[Dataset entries]
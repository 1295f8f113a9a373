//! Monitor commit progress using callbacks.
//!
//! Closing an archive writes every staged change in one pass. This example
//! demonstrates how to observe that pass:
//! - Implementing the `ProgressListener` trait
//! - Using a closure with `progress_fn`
//! - Watching from another thread with `AtomicProgress`
//!
//! # Usage
//!
//! ```bash
//! cargo run --example progress_callback -- output.zip [--simple]
//! ```

use std::env;
use std::io::Write;
use std::thread;
use zipsession::progress::{AtomicProgress, ProgressListener, progress_fn};
use zipsession::{Archive, CompressionMethod, OpenFlags, Result};

/// A listener drawing a text progress bar.
struct ProgressBarListener {
    current_entry: String,
    entries_written: usize,
}

impl ProgressBarListener {
    fn new() -> Self {
        Self {
            current_entry: String::new(),
            entries_written: 0,
        }
    }
}

impl ProgressListener for ProgressBarListener {
    fn on_progress(&mut self, percent: u8) {
        let bar_width = 40;
        let filled = percent as usize * bar_width / 100;
        print!(
            "\r[{}{}] {:>3}% ({} entries) {:<30}",
            "=".repeat(filled),
            " ".repeat(bar_width - filled),
            percent,
            self.entries_written,
            self.current_entry.chars().take(30).collect::<String>()
        );
        std::io::stdout().flush().ok();
    }

    fn on_entry_start(&mut self, entry_name: &str, _size: u64) {
        self.current_entry = entry_name.to_string();
    }

    fn on_entry_complete(&mut self, _entry_name: &str, success: bool) {
        if success {
            self.entries_written += 1;
        }
    }
}

/// Stages `count` compressible entries.
fn stage_entries(archive: &Archive, count: usize) -> Result<()> {
    for i in 0..count {
        let body = format!("entry {} ", i).repeat(2000);
        let index = archive.add_bytes(&format!("file_{:03}.txt", i), body.as_bytes())?;
        archive.set_compression_method(index, CompressionMethod::Deflate, 6)?;
    }
    Ok(())
}

fn main() -> Result<()> {
    let args: Vec<String> = env::args().collect();

    if args.len() < 2 {
        eprintln!("Usage: {} <output.zip> [--simple]", args[0]);
        eprintln!();
        eprintln!("Options:");
        eprintln!("  --simple    Print each percentage instead of drawing a bar");
        std::process::exit(1);
    }

    let output_path = &args[1];
    let use_simple = args.get(2).is_some_and(|a| a == "--simple");

    let archive = Archive::open(output_path, OpenFlags::CREATE | OpenFlags::TRUNCATE)?;
    stage_entries(&archive, 100)?;

    if use_simple {
        let mut listener = progress_fn(|percent| println!("  {}%", percent));
        archive.close_with_progress(&mut listener)?;
    } else {
        let mut listener = ProgressBarListener::new();
        archive.close_with_progress(&mut listener)?;
        println!();
    }
    println!("Committed {}", output_path);

    // The same commit, observed from another thread
    let archive = Archive::open(output_path, OpenFlags::empty())?;
    stage_entries(&archive, 50)?;
    let shared = AtomicProgress::shared();
    let mut listener = shared.clone();
    let committer = thread::spawn(move || archive.close_with_progress(&mut listener));
    while !committer.is_finished() {
        thread::sleep(std::time::Duration::from_millis(5));
    }
    match committer.join() {
        Ok(result) => result?,
        Err(_) => eprintln!("commit thread panicked"),
    }
    println!(
        "Second commit: {}% after {} entries",
        shared.percent(),
        shared.entries_written()
    );

    Ok(())
}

WHAT TO WORK ON: Write out exactly the lines that fall from the line with "progress using callbacks." to the line with "Using a closure" in the records above, keeping both ends.

RESULT:
//! Monitor commit progress using callbacks.
//!
//! Closing an archive writes every staged change in one pass. This example
//! demonstrates how to observe that pass:
//! - Implementing the `ProgressListener` trait
//! - Using a closure with `progress_fn`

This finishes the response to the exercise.